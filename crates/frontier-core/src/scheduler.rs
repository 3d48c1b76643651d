//! Fair time-slicing of many path searches within one tick.
//!
//! The scheduler owns every in-flight [`PathRequest`]. Once per tick,
//! [`PathScheduler::step`] advances each live request by a budget derived
//! from the [`BudgetPolicy`], in issue order, and retires the ones that
//! finished.
//!
//! Finished outcomes are kept for delivery. [`PathScheduler::poll`] peeks
//! at one, [`PathScheduler::take`] hands it over and forgets it, and
//! [`PathScheduler::cancel`] discards it. At most `result_limit` outcomes
//! are stored; past that the oldest (lowest id) is dropped, so a caller
//! that never collects results cannot grow the store without bound.

use std::collections::BTreeMap;
use std::num::NonZeroU32;

use frontier_types::{Cell, PathPoll, PathRequestId, PathStatus};
use frontier_world::{SpatialGrid, WorldError};
use serde::{Deserialize, Serialize};

use crate::pathfinder::{DEFAULT_STEP_COST, PathRequest};

/// Errors raised by scheduler operations.
#[derive(Debug, Clone, PartialEq, Eq, thiserror::Error)]
pub enum SchedulerError {
    /// The id was never issued, or its result was already cancelled.
    #[error("unknown path request: {0}")]
    UnknownRequest(PathRequestId),

    /// The request counter reached `u64::MAX`.
    #[error("path request ids exhausted")]
    IdsExhausted,

    /// The request named a cell outside the grid.
    #[error(transparent)]
    World(#[from] WorldError),
}

/// Default number of undelivered results kept by a scheduler.
pub const DEFAULT_RESULT_LIMIT: usize = 1_024;

/// How the per-tick work allowance is split across live requests.
#[derive(Debug, Clone, Copy, PartialEq, Eq, Serialize, Deserialize)]
#[serde(tag = "policy", rename_all = "snake_case")]
pub enum BudgetPolicy {
    /// Every live request gets the same fixed number of pops per tick.
    FixedPerRequest {
        /// Pops per request per tick.
        steps: u32,
    },
    /// A total number of pops per tick, divided evenly among live
    /// requests. Each request gets at least one pop.
    SharedTotal {
        /// Pops per tick across all requests.
        steps: u32,
    },
}

impl Default for BudgetPolicy {
    fn default() -> Self {
        Self::SharedTotal { steps: 2_000 }
    }
}

impl BudgetPolicy {
    /// Per-request budget for a tick with `live` requests in flight.
    pub fn per_request(self, live: usize) -> NonZeroU32 {
        let steps = match self {
            Self::FixedPerRequest { steps } => steps,
            Self::SharedTotal { steps } => {
                let live = u32::try_from(live).unwrap_or(u32::MAX).max(1);
                steps.checked_div(live).unwrap_or(0)
            }
        };
        NonZeroU32::new(steps).unwrap_or(NonZeroU32::MIN)
    }
}

/// A request that reached a terminal state during [`PathScheduler::step`].
#[derive(Debug, Clone, PartialEq, Eq)]
pub struct PathCompletion {
    /// Handle returned by [`PathScheduler::submit`].
    pub id: PathRequestId,
    /// `Succeeded` or `Exhausted`.
    pub status: PathStatus,
    /// The route when `status` is `Succeeded`.
    pub path: Option<Vec<Cell>>,
    /// Cells expanded over the request's lifetime.
    pub expanded: u64,
}

impl PathCompletion {
    /// The outcome as callers see it through [`PathScheduler::poll`].
    pub fn to_poll(&self) -> PathPoll {
        match &self.path {
            Some(path) => PathPoll::Found(path.clone()),
            None => PathPoll::Unreachable,
        }
    }
}

/// Holds live path requests and their finished results.
#[derive(Debug, Clone)]
pub struct PathScheduler {
    policy: BudgetPolicy,
    step_cost: u64,
    result_limit: usize,
    next_id: Option<PathRequestId>,
    live: BTreeMap<PathRequestId, PathRequest>,
    completed: BTreeMap<PathRequestId, PathPoll>,
}

impl Default for PathScheduler {
    fn default() -> Self {
        Self::new(BudgetPolicy::default(), DEFAULT_STEP_COST)
    }
}

impl PathScheduler {
    /// Create an empty scheduler.
    pub const fn new(policy: BudgetPolicy, step_cost: u64) -> Self {
        Self {
            policy,
            step_cost,
            result_limit: DEFAULT_RESULT_LIMIT,
            next_id: Some(PathRequestId::FIRST),
            live: BTreeMap::new(),
            completed: BTreeMap::new(),
        }
    }

    /// Keep at most `limit` undelivered results. A limit of 0 keeps none:
    /// outcomes are then only seen through [`step`](Self::step).
    #[must_use]
    pub const fn with_result_limit(mut self, limit: usize) -> Self {
        self.result_limit = limit;
        self
    }

    /// The configured budget policy.
    pub const fn policy(&self) -> BudgetPolicy {
        self.policy
    }

    /// Queue a new search. It is first advanced on the next
    /// [`step`](Self::step), after every request submitted before it.
    ///
    /// # Errors
    ///
    /// Returns [`SchedulerError::World`] for off-grid endpoints and
    /// [`SchedulerError::IdsExhausted`] once the counter is spent.
    pub fn submit(
        &mut self,
        grid: &SpatialGrid,
        source: Cell,
        destination: Cell,
    ) -> Result<PathRequestId, SchedulerError> {
        let id = self.next_id.ok_or(SchedulerError::IdsExhausted)?;
        let request = PathRequest::new(grid, source, destination, self.step_cost)?;
        self.next_id = id.next();
        self.live.insert(id, request);
        tracing::debug!(%id, %source, %destination, "Path request submitted");
        Ok(id)
    }

    /// Advance every live request once and retire those that finished.
    ///
    /// Requests are visited in issue order. Completions are returned in the
    /// same order.
    pub fn step(&mut self, grid: &SpatialGrid) -> Vec<PathCompletion> {
        let budget = self.policy.per_request(self.live.len());
        let mut finished = Vec::new();

        for (&id, request) in &mut self.live {
            if request.advance(grid, budget).is_terminal() {
                finished.push(id);
            }
        }

        let mut completions = Vec::with_capacity(finished.len());
        for id in finished {
            let Some(request) = self.live.remove(&id) else {
                continue;
            };
            let completion = PathCompletion {
                id,
                status: request.status(),
                path: request.path(),
                expanded: request.expanded(),
            };
            tracing::debug!(
                %id,
                status = ?completion.status,
                expanded = completion.expanded,
                length = completion.path.as_ref().map_or(0, Vec::len),
                "Path request finished"
            );
            self.completed.insert(id, completion.to_poll());
            completions.push(completion);
        }
        self.evict_oldest_results();
        completions
    }

    fn evict_oldest_results(&mut self) {
        while self.completed.len() > self.result_limit {
            let Some((id, _)) = self.completed.pop_first() else {
                break;
            };
            tracing::debug!(%id, limit = self.result_limit, "Undelivered path result dropped");
        }
    }

    /// Current outcome of a request.
    ///
    /// # Errors
    ///
    /// Returns [`SchedulerError::UnknownRequest`] if `id` is neither live
    /// nor holds a stored result.
    pub fn poll(&self, id: PathRequestId) -> Result<PathPoll, SchedulerError> {
        if self.live.contains_key(&id) {
            return Ok(PathPoll::Pending);
        }
        self.completed
            .get(&id)
            .cloned()
            .ok_or(SchedulerError::UnknownRequest(id))
    }

    /// Hand over a finished outcome and forget it.
    ///
    /// A live request reports [`PathPoll::Pending`] and stays live. Once a
    /// result has been taken, the id is unknown.
    ///
    /// # Errors
    ///
    /// Returns [`SchedulerError::UnknownRequest`] if `id` is neither live
    /// nor holds a stored result.
    pub fn take(&mut self, id: PathRequestId) -> Result<PathPoll, SchedulerError> {
        if self.live.contains_key(&id) {
            return Ok(PathPoll::Pending);
        }
        self.completed
            .remove(&id)
            .ok_or(SchedulerError::UnknownRequest(id))
    }

    /// Drop a live request or a stored result. Returns whether anything
    /// was removed.
    pub fn cancel(&mut self, id: PathRequestId) -> bool {
        let removed = self.live.remove(&id).is_some() || self.completed.remove(&id).is_some();
        if removed {
            tracing::debug!(%id, "Path request cancelled");
        }
        removed
    }

    /// Borrow a live request, e.g. to inspect its progress.
    pub fn request(&self, id: PathRequestId) -> Option<&PathRequest> {
        self.live.get(&id)
    }

    /// Number of requests still searching.
    pub fn live_count(&self) -> usize {
        self.live.len()
    }

    /// Number of stored results.
    pub fn completed_count(&self) -> usize {
        self.completed.len()
    }

    /// Whether no request is searching.
    pub fn is_idle(&self) -> bool {
        self.live.is_empty()
    }
}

=-=-=-=-=

◆ TASK BRIEF
Your answer is a single number: the count of lines in the records holding the string "submitted".

◆ ANSWER BOX
2